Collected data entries
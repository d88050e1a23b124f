#![allow(clippy::unwrap_used, clippy::expect_used)]

mod common;

use common::setup_test_db;
use daf_core::errors::{ExError, ExErrorKind};
use daf_core::model::{ParamValue, Parameter, SqlType};
use daf_core::trace::{DiagnosticTracer, MemoryTraceSink, TraceSink};
use daf_core::TimeoutSetting;
use daf_core_types::RequestId;
use daf_store::{Command, ConnectionState, SqlFacade};
use std::sync::Arc;

#[test]
fn test_trace_renders_null_unquoted() {
    // Given: a labelled insert with a NULL text and an integer parameter
    let db = setup_test_db();
    let conn = db.connection();
    let sink = Arc::new(MemoryTraceSink::new());
    let tracer = DiagnosticTracer::new(sink.clone());
    let request_id = tracer.request_id().clone();
    let facade = SqlFacade::new(TimeoutSetting::default()).with_tracer(tracer);

    let mut cmd = Command::new("INSERT INTO notes (body, qty) VALUES (@P1, @P2)", conn.clone())
        .with_param(Parameter::input("P1", SqlType::Text, ParamValue::Null))
        .with_param(Parameter::input("P2", SqlType::Int, 42))
        .with_param(Parameter::return_value("RETURN_VALUE"))
        .with_trace_label("insert-order");

    // When: it runs
    let message = facade.execute_non_query_capturing_error(&mut cmd).unwrap();

    // Then: the insert succeeded and the trace line was recorded
    assert_eq!(message, "");
    let line = sink.latest(&request_id).unwrap();
    assert!(line.starts_with("EXECUTE INSERT INTO notes (body, qty) VALUES (@P1, @P2) "));
    assert!(line.contains("P1=NULL"));
    assert!(line.contains("P2=42"));
    assert!(!line.contains("'NULL'"));
    assert!(!line.contains("RETURN_VALUE"));
    assert!(line.ends_with("insert-order"));
}

#[test]
fn test_trace_names_database_and_server() {
    let db = setup_test_db();
    let conn = db.connection();
    let sink = Arc::new(MemoryTraceSink::new());
    let tracer = DiagnosticTracer::new(sink.clone());
    let request_id = tracer.request_id().clone();
    let facade = SqlFacade::new(TimeoutSetting::default()).with_tracer(tracer);

    let mut cmd = Command::new("SELECT COUNT(*) FROM orders", conn.clone());
    facade.execute_scalar_text(&mut cmd).unwrap();

    let line = sink.latest(&request_id).unwrap();
    let expected = format!(
        "EXECUTE SELECT COUNT(*) FROM orders  orders {} execute_scalar_text",
        db.path.display()
    );
    assert_eq!(line, expected);
}

struct FailingSink;

impl TraceSink for FailingSink {
    fn write(&self, _: &RequestId, _: &str) -> daf_core::Result<()> {
        Err(ExError::new(ExErrorKind::Io).with_message("sink offline"))
    }
}

#[test]
fn test_failing_sink_does_not_fail_operation() {
    let db = setup_test_db();
    let conn = db.connection();
    let facade = SqlFacade::new(TimeoutSetting::default())
        .with_tracer(DiagnosticTracer::new(Arc::new(FailingSink)));

    let mut cmd = Command::new("UPDATE orders SET amount = amount + 1", conn.clone());

    assert_eq!(facade.execute_non_query(&mut cmd).unwrap(), 3);
    assert_eq!(conn.state(), ConnectionState::Closed);
}

#[test]
fn test_errors_carry_request_id() {
    let db = setup_test_db();
    let conn = db.connection();
    let tracer = DiagnosticTracer::new(Arc::new(MemoryTraceSink::new()));
    let request_id = tracer.request_id().clone();
    let facade = SqlFacade::new(TimeoutSetting::default()).with_tracer(tracer);

    let mut cmd = Command::new("SELECT * FROM nowhere", conn);
    let err = facade.execute_table(&mut cmd, "T").unwrap_err();

    assert_eq!(err.request_id(), Some(&request_id));
}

# What you should do:
Work through the records above and count the lines that hold the string "ParamValue". Please give only that figure.

# Solution to this exercise:
2